Ce printemps, la Ville et les deux promoteurs indiquaient, par le biais d’un communiqué, une refonte globale du projet. Grégoire Junod, syndic de Lausanne, justifie aujourd’hui ce redimensionnement par «une vision conservatrice» du patrimoine immobilier. Cela inclut notamment le maintien du bâtiment situé à l’avenue de la Gare 45 qui était initialement condamné à être détruit, ainsi qu’une réduction de la hauteur des bâtiments. Mais surtout, l’édile a insisté sur le fait que ce quartier deviendrait un nouveau lieu de vie pour les Lausannois. «La Rasude est aujourd’hui un espace monofonctionnel, fermé et sans végétalisation. Nous voulons que ça devienne une zone piétonne ouverte à tout le monde permettant de relier la gare à l’avenue d’Ouchy.»
Projet exemplaire écologiquement
La Ville compte soigner les aménagements extérieurs du quartier. «Nous allons introduire une végétalisation XXL de la Rasude», se réjouit Natacha Litzistorf, élue chargée du Logement, de l’Environnement et de l’Architecture. Les espaces publics occuperont près de la moitié de la surface totale (9000 m2), dont environ 40% seront végétalisés. 80 arbres au minimum viendront rafraîchir le quartier, tandis que l’essentiel des nouvelles toitures seront végétalisées; 1000 m2 de pleine terre seront créés, ainsi qu’un parc du nom de Belvédère. Même si le concours architectural n’est pas encore lancé, la Municipalité insiste sur l’exigence écologique qui sera nécessaire pour mener ce projet à bien. Outre certaines normes élevées, les matériaux biosourcés devront être privilégiés, tout comme les façades claires et les énergies décarbonées.
Concernant l’avenir du bâti, la quasi-totalité des bâtiments existants (70%) seront préservés. Deux immeubles seront surélevés de deux étages habitables et seulement deux nouvelles constructions compléteront le quartier: l’une le long des voies ferrées et l’autre au centre du quartier. Le sommet de cette dernière ne dépassera finalement pas l’altitude de la tour Edipresse (40,66 m de haut), qui se situe quelques encablures plus loin et culmine à 507,50 mètres. «Grâce à une réflexion et à des bâtiments bien pensés, la skyline sera préservée», se félicite également Grégoire Junod.

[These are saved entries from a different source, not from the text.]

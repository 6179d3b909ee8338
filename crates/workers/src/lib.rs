//! Background workers that drain the task queue, the outbox's downstream
//! topics and the inventory TTL clock. `commerce-server` is the only binary
//! that spawns these; every function here is a self-contained
//! claim-process-ack loop that can be unit-tested with the in-memory fakes
//! the collaborator crates already provide.

pub mod dlq;
pub mod monitoring;
pub mod order_cancellation_release;
pub mod reconciliation;
pub mod search_indexing;
pub mod webhook_retry;

pub use dlq::{DlqError, DlqHandler};
pub use monitoring::{AlwaysHealthyBroker, BrokerProbe, HealthMonitor, HealthReport};
pub use order_cancellation_release::OrderCancellationReleaseConsumer;
pub use search_indexing::{SearchIndex, SearchIndexingWorker};
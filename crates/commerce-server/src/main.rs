//! Composition root. Wires the store, the outbox, the task queue and the
//! stream broker together and spawns every background worker as its own
//! task, the way `analytics-service::main` does it minus the HTTP/gRPC
//! surface — this workspace has none, every crate here is a library meant
//! to be called in-process or driven by the workers below.

use std::sync::Arc;
use std::time::Duration;

use anyhow::{Context, Result};
use db_pool::{create_pool, DbConfig};
use inventory_engine::{HashSplitAssigner, InventoryEngine};
use payment_coordinator::{MockProvider, PaymentCoordinator};
use redis_utils::RedisPool;
use store::InventoryRepository;
use stream_broker::RedisStreamBroker;
use task_queue::SqlxTaskQueueRepository;
use tokio_util::sync::CancellationToken;
use transactional_outbox::{OutboxProcessor, SqlxOutboxRepository};
use uuid::Uuid;
use workers::{AlwaysHealthyBroker, HealthMonitor, SearchIndex, SearchIndexingWorker};

/// No external search provider lives in this workspace. Logs what would be
/// indexed/deleted so the worker's queue-draining behavior is exercised
/// without inventing a fake third-party dependency.
struct LoggingSearchIndex;

#[async_trait::async_trait]
impl SearchIndex for LoggingSearchIndex {
    async fn index(&self, product_id: Uuid) -> anyhow::Result<()> {
        tracing::info!(%product_id, "search index: upsert");
        Ok(())
    }

    async fn delete(&self, product_id: Uuid) -> anyhow::Result<()> {
        tracing::info!(%product_id, "search index: delete");
        Ok(())
    }
}

#[tokio::main]
async fn main() -> Result<()> {
    let _ = dotenvy::dotenv();

    tracing_subscriber::fmt()
        .with_env_filter(
            tracing_subscriber::EnvFilter::try_from_default_env()
                .unwrap_or_else(|_| "info,commerce_server=debug".into()),
        )
        .init();

    tracing::info!("starting commerce-server");

    let db_config = DbConfig::from_env("commerce-server").map_err(anyhow::Error::msg)?;
    let pool = create_pool(db_config)
        .await
        .context("failed to create database pool")?;

    store::MIGRATOR.run(&pool).await.context("failed to run migrations")?;

    let redis_url = std::env::var("REDIS_URL").unwrap_or_else(|_| "redis://localhost:6379".to_string());
    let redis_pool = RedisPool::connect(&redis_url, None)
        .await
        .context("failed to connect to redis")?;

    let outbox_config = config_core::OutboxConfig::from_env();
    let payment_config = config_core::PaymentConfig::from_env();
    let search_config = config_core::SearchIndexingConfig::from_env();
    let monitoring_config = config_core::MonitoringConfig::from_env();
    let inventory_config = config_core::InventoryConfig::from_env();

    let outbox_repo = Arc::new(SqlxOutboxRepository::new(pool.clone()));
    let broker = Arc::new(RedisStreamBroker::new(redis_pool.manager()));
    let task_queue = Arc::new(SqlxTaskQueueRepository::new(pool.clone()));

    let payment_provider = Arc::new(MockProvider::new(
        std::env::var("PAYMENT_WEBHOOK_SECRET").unwrap_or_else(|_| "dev-secret".to_string()),
    ));
    let payment_coordinator = Arc::new(PaymentCoordinator::new(
        pool.clone(),
        payment_provider,
        outbox_repo.clone(),
    ));

    let inventory_assigner = HashSplitAssigner::new(0.5);
    let inventory_engine = Arc::new(InventoryEngine::new(
        pool.clone(),
        outbox_repo.clone(),
        inventory_assigner,
        inventory_config.optimistic_cas_retries,
    ));
    let inventory_repository = InventoryRepository::new(pool.clone());

    let shutdown = CancellationToken::new();

    // Outbox publisher. `OutboxProcessor::start` has no cooperative-shutdown
    // hook of its own, so its handle is aborted directly rather than raced
    // against the token.
    let outbox_processor = OutboxProcessor::new(
        outbox_repo.clone(),
        broker.clone(),
        outbox_config.batch_size as i32,
        Duration::from_millis(outbox_config.polling_interval_ms),
        outbox_config.max_attempts,
    );
    let outbox_handle = tokio::spawn(async move {
        if let Err(e) = outbox_processor.start().await {
            tracing::error!(error = ?e, "outbox publisher exited");
        }
    });

    let reconciliation_handle = tokio::spawn(workers::reconciliation::run_forever(
        task_queue.clone(),
        payment_coordinator.clone(),
        payment_config.reconciliation_concurrency as i32,
        Duration::from_secs(30),
        shutdown.child_token(),
    ));

    let webhook_retry_handle = tokio::spawn(workers::webhook_retry::run_forever(
        task_queue.clone(),
        payment_coordinator.clone(),
        payment_config.webhook_retry_concurrency as i32,
        payment_config.webhook_retry_base_ms as i64,
        payment_config.webhook_retry_cap_ms as i64,
        Duration::from_secs(5),
        shutdown.child_token(),
    ));

    let order_cancellation_consumer = workers::OrderCancellationReleaseConsumer::new(
        broker.clone(),
        idempotent_consumer::IdempotencyGuard::new(pool.clone(), Duration::from_secs(7 * 86_400)),
        inventory_engine.clone(),
        inventory_repository,
        "commerce-server-inventory-release",
    );
    let order_cancellation_handle = tokio::spawn(
        order_cancellation_consumer.run_forever(50, Duration::from_secs(5), shutdown.child_token()),
    );

    let health_monitor = HealthMonitor::new(
        pool.clone(),
        task_queue.clone(),
        Arc::new(AlwaysHealthyBroker),
        "commerce-server",
        vec![
            workers::webhook_retry::QUEUE.to_string(),
            workers::reconciliation::QUEUE.to_string(),
            workers::search_indexing::QUEUE.to_string(),
        ],
        monitoring_config,
    );
    let monitoring_handle = tokio::spawn(health_monitor.run_forever(shutdown.child_token()));

    let sweeper_engine = inventory_engine.clone();
    let sweeper_shutdown = shutdown.child_token();
    let inventory_sweep_handle = tokio::spawn(async move {
        let mut interval = tokio::time::interval(Duration::from_secs(60));
        loop {
            tokio::select! {
                _ = interval.tick() => {}
                _ = sweeper_shutdown.cancelled() => break,
            }
            match sweeper_engine.sweep_expired(100).await {
                Ok(n) if n > 0 => tracing::info!(released = n, "swept expired reservations"),
                Ok(_) => {}
                Err(e) => tracing::error!(error = %e, "inventory sweep failed"),
            }
        }
    });

    let search_index = Arc::new(LoggingSearchIndex);
    let search_worker = Arc::new(SearchIndexingWorker::new(
        pool.clone(),
        search_index,
        outbox_repo.clone(),
        &search_config,
    ));
    let search_task_queue = task_queue.clone();
    let search_shutdown = shutdown.child_token();
    let search_indexing_handle = tokio::spawn(async move {
        search_worker
            .run_forever(search_task_queue, 10, Duration::from_secs(5), search_shutdown)
            .await
    });

    tokio::signal::ctrl_c().await.context("failed to listen for shutdown signal")?;
    tracing::info!("shutdown signal received, stopping workers");
    shutdown.cancel();
    outbox_handle.abort();

    let _ = tokio::join!(
        reconciliation_handle,
        webhook_retry_handle,
        order_cancellation_handle,
        monitoring_handle,
        inventory_sweep_handle,
        search_indexing_handle,
    );

    Ok(())
}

La Ville fait en revanche marche arrière concernant le pourcentage de logements en augmentant leur part à hauteur de 30%. Cette volte-face est censée répondre aux attentes des riverains qui restent toutefois réticents au projet. «Ça ne correspond pas à nos attentes. Nous espérions une proportion d’environ 70%, peste Silvia Egger, présidente de l’association Perirasude qui s’oppose à ce Plan d’affectation. Nous sommes pour densifier raisonnablement mais nous voulons un quartier vivant qui ne soit pas majoritairement composé de bureaux. Vivre avec des murs noirs en face de soi à partir de 18 heures, c’est très triste.»
Début d’un long cheminement
Municipal chargé de l’Economie, Pierre-Antoine Hildbrand défend ce choix. «En comparaison avec les cinq plus grandes villes suisses, Lausanne détient le ratio d’emplois par habitante et habitant le plus bas. Nous devons travailler sur cette statistique peu enviable pour rester attractifs. La Rasude, en sa qualité de site stratégique proche de la gare, prévoit quelque 1200 emplois. Nous trouverons par exemple des commerces à taille humaine, un hôtel, de l’accueil de la petite enfance, des bureaux, ainsi que des services de proximité; 500 m2 seront réservés à des acteurs culturels et d’utilité publique qui bénéficieront de loyers maîtrisés.»
La mise à l’enquête publique débutera officiellement ce mercredi 19 novembre et se terminera un mois plus tard. C’est le début d’un long processus administratif et décisionnel pour ce projet qui a été entrepris il y a déjà plus de 10 ans. Les obstacles s’annoncent encore nombreux: «Nous nous attendons à un vote populaire, confirme Grégoire Junod, conscient que les oppositions risquent d’être multiples et que la menace d’un référendum plane sur la tête de la Rasude. Y aura-t-il encore des modifications? C’est possible.»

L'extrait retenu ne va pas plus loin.